Media reports said that Hariri is set to address the nation after the meeting.
The National News Agency said the entire roads leading to the Presidential Palace were blocked by security forces amid tight security measures.
Civil Defense teams were also called in the area in case of emergency, it added.
Lebanese protesters were expected to return to the streets for a fifth day Monday, with Hariri holding a cabinet meeting to try to calm the unprecedented demonstrations.
Early Monday morning protesters began to block main roads and prevent employees going to work, while calls on social media urged people to boycott work.
Banks, universities and schools closed their doors Monday, with Hariri expected to offer reforms in a bid to stem the anger.

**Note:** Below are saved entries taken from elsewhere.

use finance_core::db::migrations::latest_version;
use finance_core::db::{open_db, open_db_in_memory, DbError};
use finance_core::{Account, CrudRepository, SqliteAccountRepository};
use rusqlite::Connection;

#[test]
fn open_db_in_memory_applies_all_migrations() {
    let conn = open_db_in_memory().unwrap();

    assert_eq!(schema_version(&conn), latest_version());
    for table in [
        "account",
        "expense_category",
        "income_source",
        "expense",
        "income",
    ] {
        assert_table_exists(&conn, table);
    }
    assert_index_exists(&conn, "idx_expense_account");
    assert_index_exists(&conn, "idx_income_source");
}

#[test]
fn connections_enforce_foreign_keys() {
    let conn = open_db_in_memory().unwrap();
    let enabled: i64 = conn
        .query_row("PRAGMA foreign_keys;", [], |row| row.get(0))
        .unwrap();
    assert_eq!(enabled, 1);
}

#[test]
fn in_memory_databases_are_independent() {
    let first = open_db_in_memory().unwrap();
    let second = open_db_in_memory().unwrap();

    SqliteAccountRepository::try_new(&first)
        .unwrap()
        .save(&Account::builder().name("only here").build())
        .unwrap();

    let count = SqliteAccountRepository::try_new(&second)
        .unwrap()
        .count()
        .unwrap();
    assert_eq!(count, 0);
}

#[test]
fn reopening_file_database_keeps_schema_and_rows() {
    let dir = tempfile::tempdir().unwrap();
    let path = dir.path().join("finance.sqlite3");

    let conn_first = open_db(&path).unwrap();
    let saved = SqliteAccountRepository::try_new(&conn_first)
        .unwrap()
        .save(&Account::builder().name("Persistent").build())
        .unwrap();
    drop(conn_first);

    let conn_second = open_db(&path).unwrap();
    assert_eq!(schema_version(&conn_second), latest_version());
    let loaded = SqliteAccountRepository::try_new(&conn_second)
        .unwrap()
        .find_by_id(saved.id.unwrap())
        .unwrap()
        .unwrap();
    assert_eq!(loaded.name.as_deref(), Some("Persistent"));
}

#[test]
fn open_db_creates_missing_parent_directories() {
    let dir = tempfile::tempdir().unwrap();
    let path = dir.path().join("nested").join("deeper").join("finance.sqlite3");

    let conn = open_db(&path).unwrap();
    assert_eq!(schema_version(&conn), latest_version());
    assert!(path.exists());
}

#[test]
fn upgrades_database_left_at_first_version() {
    let dir = tempfile::tempdir().unwrap();
    let path = dir.path().join("v1.sqlite3");

    let conn = Connection::open(&path).unwrap();
    conn.execute_batch(
        "CREATE TABLE account (
            id INTEGER PRIMARY KEY AUTOINCREMENT,
            name TEXT NOT NULL,
            bank TEXT,
            balance REAL,
            is_active INTEGER
        );
        CREATE TABLE expense_category (id INTEGER PRIMARY KEY AUTOINCREMENT, name TEXT NOT NULL);
        CREATE TABLE income_source (id INTEGER PRIMARY KEY AUTOINCREMENT, name TEXT NOT NULL);
        CREATE TABLE expense (
            id INTEGER PRIMARY KEY AUTOINCREMENT,
            amount REAL NOT NULL,
            description TEXT,
            date TEXT,
            expense_category_id INTEGER NOT NULL REFERENCES expense_category(id),
            account_id INTEGER NOT NULL REFERENCES account(id)
        );
        CREATE TABLE income (
            id INTEGER PRIMARY KEY AUTOINCREMENT,
            amount REAL NOT NULL,
            date TEXT,
            income_source_id INTEGER NOT NULL REFERENCES income_source(id),
            account_id INTEGER NOT NULL REFERENCES account(id)
        );
        PRAGMA user_version = 1;",
    )
    .unwrap();
    drop(conn);

    let upgraded = open_db(&path).unwrap();
    assert_eq!(schema_version(&upgraded), latest_version());
    assert_index_exists(&upgraded, "idx_expense_category");
    assert_index_exists(&upgraded, "idx_income_account");
}

#[test]
fn opening_database_with_newer_schema_version_returns_error() {
    let dir = tempfile::tempdir().unwrap();
    let path = dir.path().join("future.sqlite3");

    let conn = Connection::open(&path).unwrap();
    conn.execute_batch("PRAGMA user_version = 999;").unwrap();
    drop(conn);

    let err = open_db(&path).unwrap_err();
    match err {
        DbError::UnsupportedSchemaVersion {
            db_version,
            latest_supported,
        } => {
            assert_eq!(db_version, 999);
            assert_eq!(latest_supported, latest_version());
        }
        other => panic!("unexpected error: {other}"),
    }
}

fn schema_version(conn: &Connection) -> u32 {
    conn.query_row("PRAGMA user_version;", [], |row| row.get(0))
        .unwrap()
}

fn assert_table_exists(conn: &Connection, table_name: &str) {
    assert!(
        sqlite_object_exists(conn, "table", table_name),
        "table {table_name} does not exist"
    );
}

fn assert_index_exists(conn: &Connection, index_name: &str) {
    assert!(
        sqlite_object_exists(conn, "index", index_name),
        "index {index_name} does not exist"
    );
}

fn sqlite_object_exists(conn: &Connection, kind: &str, name: &str) -> bool {
    let exists: i64 = conn
        .query_row(
            "SELECT EXISTS(
                SELECT 1
                FROM sqlite_master
                WHERE type = ?1 AND name = ?2
            );",
            [kind, name],
            |row| row.get(0),
        )
        .unwrap();
    exists == 1
}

At the nerve centre of the demonstrations near the country's houses of government in central Beirut, volunteers were once again collecting rubbish from the streets, many wearing face masks and plastic gloves.
The protests have grown steadily since public anger first spilled onto the streets Thursday evening in response to a proposed tax on calls via WhatsApp and other messaging services.
While the government quickly dropped that plan, the leaderless protests morphed into demands for a sweeping overhaul of the political system, with grievances ranging from austerity measures to poor infrastructure.
Hariri had given his coalition partners three days to support reforms he said were crucial to get the economy back on track.
On Sunday evening a cabinet official said that the parties had agreed.
The cabinet will hold a meeting chaired by President Michel Aoun at 10:30 am (0730 GMT) to discuss the reforms.
Demonstrators said Hariri's proposals would not be enough, with demands for the entire political class to resign.
More than a quarter of Lebanon's population lives below the poverty line, the World Bank says, while the political class has remained relatively unchanged since the end of a devastating 15-year civil war in 1990.
Lebanon ranked 138 out of 180 in Transparency International's 2018 corruption index, and residents suffer chronic electricity and water shortages.